Но возвратимся к «просторности». Словно луговой ветер врывался в городское окно, когда Николай начинал читать свои стихи. Медовые запахи разнотравья наполняли комнату, а вслед им уже другой порыв приносил запах смолы и хвои. За лугом начинался лес. Никто из нас так не ощущал природу, как Майоров. А ведь он тоже был горожанином. Правда, Иваново — не Москва, но все же это большой фабричный город. Видимо, связь с землей, где веками пахали и сеяли его деды и прадеды, ощущалась им как первостепенной важности наследство, от которого мы, заколдованные городскими ритмами, бездумно тогда отказывались. А он помнил землю и в трогательных частностях:

Пахнут руки легкой ромашкой,

Спишь в траве и слышишь: от руки

Выползают стайкой на рубашку

С крохотными лапками жучки.

Помнил ее и в жестоких огромностях и любил, любил без конца.

Дерзкой была его просторность! Кажется, лишь в двадцать лет можно удивленно констатировать в жаркий августовский полдень:

Не потому ль, что тени не хватало,

Казалась мне вселенная мала?

Заметьте, что здесь вопросительный, а не восклицательный знак, это не похвальба, а внезапно пришедшее ощушение. Вселенная ему мала...

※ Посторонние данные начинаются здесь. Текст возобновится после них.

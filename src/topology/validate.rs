use crate::error::TopologyError;

use super::Mesh;

impl Mesh {
    /// Checks the structural invariants of the subdivision.
    ///
    /// - `twin(twin(e)) == e` and a twin never shares its origin
    /// - `prev(next(e)) == e`
    /// - every `next` cycle closes and keeps one incident face
    /// - each vertex's incident edge leaves that vertex
    /// - Euler's formula `V - E + F = 2`
    ///
    /// # Errors
    ///
    /// Returns [`TopologyError::InvalidTopology`] describing the first violation.
    pub fn validate(&self) -> Result<(), TopologyError> {
        for (id, edge) in &self.half_edges {
            let twin = self.half_edge(edge.twin)?;
            if twin.twin != id {
                return Err(TopologyError::InvalidTopology("twin is not an involution".into()));
            }
            if twin.origin == edge.origin {
                return Err(TopologyError::InvalidTopology("twins share an origin".into()));
            }
            if self.half_edge(edge.next)?.prev != id {
                return Err(TopologyError::InvalidTopology("next/prev mismatch".into()));
            }
            if self.half_edge(edge.next)?.origin != self.origin(edge.twin)? {
                return Err(TopologyError::InvalidTopology("next does not continue from the destination".into()));
            }
        }

        for (id, face) in &self.faces {
            let starts = face.outer_component.iter().chain(face.inner_components.iter());
            for &start in starts {
                let mut count = 0;
                let mut edge = start;
                loop {
                    if self.incident_face(edge)? != id {
                        return Err(TopologyError::InvalidTopology("incident face varies along a cycle".into()));
                    }
                    count += 1;
                    edge = self.next(edge)?;
                    if edge == start {
                        break;
                    }
                    if count > self.half_edges.len() {
                        return Err(TopologyError::InvalidTopology("boundary cycle does not close".into()));
                    }
                }
            }
        }

        for (id, vertex) in &self.vertices {
            if let Some(edge) = vertex.incident_edge {
                if self.origin(edge)? != id {
                    return Err(TopologyError::InvalidTopology("incident edge does not leave its vertex".into()));
                }
            }
        }

        let v = self.vertices.len();
        let e = self.half_edges.len() / 2;
        let f = self.faces.len();
        if v + f != e + 2 {
            return Err(TopologyError::InvalidTopology(format!(
                "Euler characteristic violated: V={v}, E={e}, F={f}"
            )));
        }

        Ok(())
    }
}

Мне запомнилось, как он читал стихи на встрече двух литкружков — университетского и гослитиздатского. Николай представлял МГУ и, употребляя старую футбольную терминологию, был как бы центр-форвардом своего коллектива. Мы— П. Коган, А. Яшин, М. Кульчицкий, Б. Слуцкий и я — знали о Майорове понаслышке, отдельные строки были нам знакомы, но общего впечатления еще не было. И мы с ревнивой настороженностью встретили его появление: мол, бахвалятся мгувцы или впрямь заполучили хорошего поэта?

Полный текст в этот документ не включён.